Llegamos ante las puertas de la Alhambra, orgullosas del tesoro que custodiaban. La silueta de la alcazaba nos cubría con la sombra de su poder. Un hombre con vestidos lujosos nos aguardaba.

—Soy Sayyib, secretario del visir Osmán. Seguidme.

Atravesamos callejones, plazas y jardines hasta llegar al palacio del visir, muy cercano a las estancias del rey. La Alhambra era un enorme recinto amurallado en cuyo interior se hacinaban, en divino desorden, los palacios y las dependencias militares. Los jardines y los refinamientos arquitectónicos hablaban a los visitantes de la gloria de Dios. La flor del poeta parecía dominar al alfanje del soldado.

—Esperad aquí. El visir no tardará en recibiros.

La estancia de espera estaba adornada por zócalos de azulejos y rematada por un labrado artesonado de madera policromada. Juegos de mocárabes aligeraban las esquinas y remates. A través de su puerta doble abierta hacia el jardín se colaba la luz de la tarde, sombreada por las celosías de madera.

—Padre, ¿que debo decirle?

—No lo contradigas. Al poder le gusta sentirse pródigo, pero jamás cuestionado. Está siempre dispuesto a conceder, pero montará en cólera con quien rechace sus ofrecimientos. Osmán ya es visir, y antepondrá su posición en palacio a la relación familiar.

Tuvimos que esperar un buen rato. El visir tendría otros importantes asuntos que atender. Las lucernas y las antorchas fueron encendidas para combatir la oscuridad de la noche. Mientras observaba la danza de las llamas confinadas, reflexioné sobre mi libertad. Los estudios me vinieron impuestos, y mi boda la decidirían mis padres.
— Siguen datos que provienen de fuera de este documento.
impl MessageStream {
    /// Spawns the producer task over a raw byte stream and returns the
    /// consumer-side session handle.
    pub(crate) fn spawn(bytes: ByteStream, options: &StreamOptions, request_id: uuid::Uuid) -> Self {
        // A zero capacity would make the channel unconstructible.
        let (tx, rx) = mpsc::channel(options.channel_capacity.max(1));
        let (abort_tx, abort_rx) = watch::channel(false);
        tokio::spawn(producer_task(
            bytes,
            tx,
            abort_rx,
            options.read_idle_timeout,
            request_id,
        ));
        Self {
            request_id,
            rx,
            abort: AbortHandle { tx: abort_tx },
            recv_idle: options.recv_idle_timeout,
            handlers: Handlers::default(),
        }
    }

    /// Returns the client-assigned id used to correlate log lines.
    pub fn request_id(&self) -> uuid::Uuid {
        self.request_id
    }

    /// Returns a handle that can cancel the session.
    pub fn abort_handle(&self) -> AbortHandle {
        self.abort.clone()
    }

    /// Registers a callback invoked for every relayed event, in order.
    pub fn on_event(mut self, handler: impl FnMut(&StreamEvent) + Send + 'static) -> Self {
        self.handlers.on_event.push(Box::new(handler));
        self
    }

    /// Registers a callback invoked for every text fragment, in order.
    pub fn on_text(mut self, handler: impl FnMut(&str) + Send + 'static) -> Self {
        self.handlers.on_text.push(Box::new(handler));
        self
    }

    /// Registers a callback invoked once with the finalized response.
    pub fn on_response(mut self, handler: impl FnOnce(&Message) + Send + 'static) -> Self {
        self.handlers.on_response.push(Box::new(handler));
        self
    }

    /// Registers a callback invoked once with the terminal error.
    pub fn on_error(mut self, handler: impl FnOnce(&Error) + Send + 'static) -> Self {
        self.handlers.on_error.push(Box::new(handler));
        self
    }

    /// Folds every event through the assembler (and registered callbacks) and
    /// returns the finalized response.
    pub async fn run(mut self) -> Result<Message, Error> {
        let mut handlers = std::mem::take(&mut self.handlers);
        let result = self.fold(&mut handlers).await;
        match &result {
            Ok(message) => {
                for handler in handlers.on_response.drain(..) {
                    handler(message);
                }
            }
            Err(err) => {
                for handler in handlers.on_error.drain(..) {
                    handler(err);
                }
            }
        }
        result
    }

    /// Lazy raw-event view: a forward-only, single-pass sequence of wire
    /// events. No assembly is performed; interpretation is the caller's.
    ///
    /// The sequence ends after the terminal `message_stop` event, or after
    /// yielding the error that killed the stream.
    pub fn into_events(self) -> impl futures::Stream<Item = Result<StreamEvent, Error>> + Send {
        futures::stream::unfold(Some(self), |state| async move {
            let mut session = state?;
            match session.next_event().await {
                None => None,
                Some(Ok(event)) => {
                    let terminal = matches!(event, StreamEvent::MessageStop);
                    Some((Ok(event), (!terminal).then_some(session)))
                }
                Some(Err(err)) => Some((Err(err), None)),
            }
        })
    }

    /// Lazy text view: the `text_delta` fragments of [`Self::into_events`].
    pub fn into_text(self) -> impl futures::Stream<Item = Result<String, Error>> + Send {
        self.into_events().filter_map(|item| async move {
            match item {
                Ok(StreamEvent::ContentBlockDelta {
                    delta: ContentDelta::TextDelta { text },
                    ..
                }) => Some(Ok(text)),
                Ok(_) => None,
                Err(err) => Some(Err(err)),
            }
        })
    }

    async fn fold(&mut self, handlers: &mut Handlers) -> Result<Message, Error> {
        let mut accumulator = MessageAccumulator::new();
        loop {
            let event = match self.next_event().await {
                Some(Ok(event)) => event,
                Some(Err(err)) => return Err(err),
                None => {
                    return Err(Error::protocol(
                        "event channel closed before a terminal event",
                    ));
                }
            };
            for handler in handlers.on_event.iter_mut() {
                handler(&event);
            }
            if let StreamEvent::ContentBlockDelta {
                delta: ContentDelta::TextDelta { text },
                ..
            } = &event
            {
                for handler in handlers.on_text.iter_mut() {
                    handler(text);
                }
            }
            accumulator.apply(&event)?;
            if accumulator.is_terminal() {
                return accumulator.finish();
            }
        }
    }

    /// Awaits the next relayed event, converting consumer-side inactivity
    /// into an explicit timeout.
    async fn next_event(&mut self) -> Option<Result<StreamEvent, Error>> {
        match tokio::time::timeout(self.recv_idle, self.rx.recv()).await {
            Ok(item) => item,
            Err(_) => Some(Err(Error::timeout(TimeoutStage::Relay, self.recv_idle))),
        }
    }
}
Enseguida el visir designaría mi empleo. ¿Era realmente libre?

—El visir os espera.

El anuncio del secretario nos pilló por sorpresa. Nos levantamos del diván, ajustamos nuestras ropas, y nos apresuramos en seguirle. Vimos soldados y guardias ante puertas y estancias, escribas y leguleyos corriendo de un lugar para otro, cargados de rollos de pergaminos y papel, ese invento chino que los árabes trajeron desde Oriente. Funcionarios que iban y venían para dar órdenes o recibirlas. Todo ese vértigo demostraba que el engranaje del Estado funcionaba bajo presión. Allí se decidían nombramientos, se aprobaban construcciones, se diseñaban guerras y se creaban los nuevos impuestos que debían pagarse. Y para cada acto, un escrito; tras cada decisión, un resentido; y por cada nombramiento, un nuevo engreído que jamás agradecería nada al que lo nombró. Cosas al parecer de la política, según el sabio criterio de mi padre.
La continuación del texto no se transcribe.